Dmytro Semeniv

Personal information
- Full name: Dmytro Romanovych Semeniv
- Date of birth: 24 June 1998 (age 27)
- Place of birth: Khlibodarske, Ukraine
- Height: 1.82 m (6 ft 0 in)
- Position: Midfielder

Team information
- Current team: Dordoi Bishkek
- Number: 20

Youth career
- 2010–2012: Viktoriya Avanhard
- 2012–2015: Chornomorets Odesa

Senior career*
- Years: Team / Apps / (Gls)
- 2015: Real Pharma Odesa / 2 / (0)
- 2016–2019: Chornomorets Odesa / 23 / (0)
- 2020: Liepāja / 5 / (0)
- 2020: Hirnyk-Sport Horishni Plavni / 12 / (2)
- 2021–2022: Lviv / 27 / (1)
- 2023–2024: Pirin Blagoevgrad / 36 / (1)
- 2024: Spartak Varna / 12 / (0)
- 2024–2025: Feronikeli / 8 / (0)
- 2025–2026: Olimpia Elbląg / 31 / (2)
- 2026–: Dordoi Bishkek / 1 / (0)

= Dmytro Semeniv =

Ukrainian footballer

Dmytro Romanovych Semeniv (Дмитро Романович Семенів; born 24 June 1998) is a Ukrainian professional footballer who plays as a midfielder for Kyrgyz club Dordoi Bishkek.

==Career==
Born in Odesa Oblast, Semeniv is a product of the FC Viktoriya from the settlement of Avanhard in the Odesa Oblast and FC Chornomorets youth system.

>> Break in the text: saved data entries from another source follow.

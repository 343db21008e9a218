//! Deposit safety and guarantor-claim scenarios against a live store.

use primitive_types::U256;

use fm_protocols::direct_funding::{self, DirectFunding, DirectFundingArgs};
use fm_protocols::shared_data::{ChannelKind, SharedData, StoreError};
use fm_protocols::{ProtocolAction, ProtocolLocator, TransactionKind};
use shared_types::ChannelId;

use crate::fixtures::{create_funded_pair, create_keys};

fn create_registered_channel() -> (SharedData, ChannelId) {
    let (key_a, key_b) = create_keys();
    let (shared_a, _, channel_id) = create_funded_pair(
        key_a,
        key_b,
        vec![U256::from(5), U256::from(5)],
        vec![],
        ChannelKind::Application,
    );
    (shared_a, channel_id)
}

fn create_args(channel_id: ChannelId) -> DirectFundingArgs {
    DirectFundingArgs {
        process_id: "funding-1".into(),
        protocol_locator: ProtocolLocator::empty(),
        channel_id,
        required_deposit: U256::from(5),
        total_funding_required: U256::from(10),
        safe_to_deposit_level: U256::zero(),
    }
}

#[test]
fn test_overfunded_channel_is_never_deposited_into() {
    let (mut shared, channel_id) = create_registered_channel();
    shared.set_holdings(&channel_id, U256::from(10)).unwrap();

    let state = direct_funding::initialize(create_args(channel_id), &mut shared);
    assert!(matches!(state, DirectFunding::FundingSuccess { .. }));
    assert!(shared.outbox.take_transactions().is_empty());
}

#[test]
fn test_deposit_waits_until_safe() {
    let (mut shared, channel_id) = create_registered_channel();
    let args = DirectFundingArgs {
        safe_to_deposit_level: U256::from(5),
        ..create_args(channel_id)
    };

    // Nothing on chain yet: depositing now could be front-run.
    let state = direct_funding::initialize(args, &mut shared);
    assert!(matches!(state, DirectFunding::NotSafeToDeposit { .. }));
    assert!(shared.outbox.take_transactions().is_empty());

    // The counterparty's deposit lands; ours goes out on top of it.
    let state = direct_funding::reduce(
        state,
        &mut shared,
        &ProtocolAction::DepositedEvent {
            process_id: "funding-1".into(),
            protocol_locator: ProtocolLocator::empty(),
            channel_id,
            amount: U256::from(5),
            total_holdings: U256::from(5),
        },
    );
    assert!(matches!(state, DirectFunding::WaitForDepositTransaction { .. }));
    let requests = shared.outbox.take_transactions();
    assert!(matches!(
        &requests[0].kind,
        TransactionKind::Deposit { amount, expected_held, .. }
            if *amount == U256::from(5) && *expected_held == U256::from(5)
    ));
}

#[test]
fn test_guarantor_claim_requires_full_funding() {
    let (key_a, key_b) = create_keys();
    let (mut shared, _, guarantor_id) = create_funded_pair(
        key_a.clone(),
        key_b.clone(),
        vec![U256::from(2), U256::from(2)],
        vec![],
        ChannelKind::Ledger,
    );
    shared.set_holdings(&guarantor_id, U256::from(3)).unwrap();

    let err = shared
        .claim_from_guarantor(&guarantor_id, &guarantor_id, U256::from(5))
        .unwrap_err();
    assert!(matches!(err, StoreError::GuarantorUnderfunded { .. }));
    assert_eq!(
        err.to_string(),
        "guarantor must be sufficiently funded: holds 3, claim needs 5"
    );
    // A failed claim must not touch the holdings.
    assert_eq!(shared.holdings(&guarantor_id), U256::from(3));
}

#[test]
fn test_covered_claim_moves_holdings() {
    let (key_a, key_b) = create_keys();
    let mut shared = SharedData::new(key_a.clone());
    let allocation = vec![U256::from(2), U256::from(2)];

    let guarantor = crate::fixtures::create_channel(&key_a, &key_b, 1);
    let target = crate::fixtures::create_channel(&key_a, &key_b, 2);
    shared
        .sign_and_initialize(
            crate::fixtures::create_prefund(&guarantor, allocation.clone(), vec![]),
            ChannelKind::Ledger,
        )
        .unwrap();
    shared
        .sign_and_initialize(
            crate::fixtures::create_prefund(&target, allocation, vec![]),
            ChannelKind::Application,
        )
        .unwrap();

    shared.set_holdings(&guarantor.id(), U256::from(5)).unwrap();
    shared
        .claim_from_guarantor(&guarantor.id(), &target.id(), U256::from(2))
        .unwrap();
    assert_eq!(shared.holdings(&guarantor.id()), U256::from(3));
    assert_eq!(shared.holdings(&target.id()), U256::from(2));
}
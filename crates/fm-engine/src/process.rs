//! Top-level protocol instances as entries of the process table.

use fm_protocols::advance_channel::{self, AdvanceChannel};
use fm_protocols::application::{self, Application};
use fm_protocols::ledger_defunding::{self, LedgerDefunding};
use fm_protocols::ledger_funding::{self, LedgerFunding};
use fm_protocols::withdrawing::{self, Withdrawing};
use fm_protocols::{ProtocolAction, SharedData};

/// One running process: a top-level protocol state machine.
#[derive(Debug, Clone)]
pub enum ProcessState {
    Application(Application),
    Funding(LedgerFunding),
    Concluding(AdvanceChannel),
    Defunding(LedgerDefunding),
    Withdrawing(Withdrawing),
}

impl ProcessState {
    pub fn is_terminal(&self) -> bool {
        match self {
            Self::Application(p) => p.is_terminal(),
            Self::Funding(p) => p.is_terminal(),
            Self::Concluding(p) => p.is_terminal(),
            Self::Defunding(p) => p.is_terminal(),
            Self::Withdrawing(p) => p.is_terminal(),
        }
    }

    /// Short protocol name, used when minting process ids.
    pub fn kind_name(&self) -> &'static str {
        match self {
            Self::Application(_) => "application",
            Self::Funding(_) => "funding",
            Self::Concluding(_) => "concluding",
            Self::Defunding(_) => "defunding",
            Self::Withdrawing(_) => "withdrawing",
        }
    }
}

pub fn reduce(state: ProcessState, shared: &mut SharedData, action: &ProtocolAction) -> ProcessState {
    match state {
        ProcessState::Application(inner) => {
            ProcessState::Application(application::reduce(inner, shared, action))
        }
        ProcessState::Funding(inner) => {
            ProcessState::Funding(ledger_funding::reduce(inner, shared, action))
        }
        ProcessState::Concluding(inner) => {
            ProcessState::Concluding(advance_channel::reduce(inner, shared, action))
        }
        ProcessState::Defunding(inner) => {
            ProcessState::Defunding(ledger_defunding::reduce(inner, shared, action))
        }
        ProcessState::Withdrawing(inner) => {
            ProcessState::Withdrawing(withdrawing::reduce(inner, shared, action))
        }
    }
}
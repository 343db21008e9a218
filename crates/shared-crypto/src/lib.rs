//! # shared-crypto
//!
//! Cryptographic primitives for the ForceMove engine.
//!
//! - **Keccak-256** hashing (channel ids, signer addresses)
//! - **secp256k1** recoverable ECDSA (commitment signatures)
//!
//! Both match the on-chain adjudicator: a commitment signature produced
//! here recovers to the same Ethereum-style address the contract would
//! compute.

pub mod ecdsa;
pub mod keccak;

pub use ecdsa::{recover_signer, PrivateKey, PublicKey, RecoverableSignature};
pub use keccak::{keccak256, Keccak256Hasher};

/// Errors from hashing and signature operations.
#[derive(Debug, thiserror::Error)]
pub enum CryptoError {
    #[error("Invalid private key")]
    InvalidPrivateKey,

    #[error("Invalid public key")]
    InvalidPublicKey,

    #[error("Invalid signature encoding")]
    InvalidSignature,

    #[error("Signing failed")]
    SigningFailed,

    #[error("Signature recovery failed")]
    RecoveryFailed,
}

He first played for Real Pharma Odesa in the Ukrainian Second League, but in February 2016 he signed a contract with Chornomorets Odesa and played in the Ukrainian Premier League Reserves. Two years later, in February 2018 was promoted to the senior squad.

In January 2023, Semeniv signed for First League club Pirin Blagoevgrad. A year later, he moved to Spartak Varna.

On 17 February 2025, after a half-year stint with Kosovar club Feronikeli, Semeniv joined Polish third-tier side Olimpia Elbląg for the rest of the season.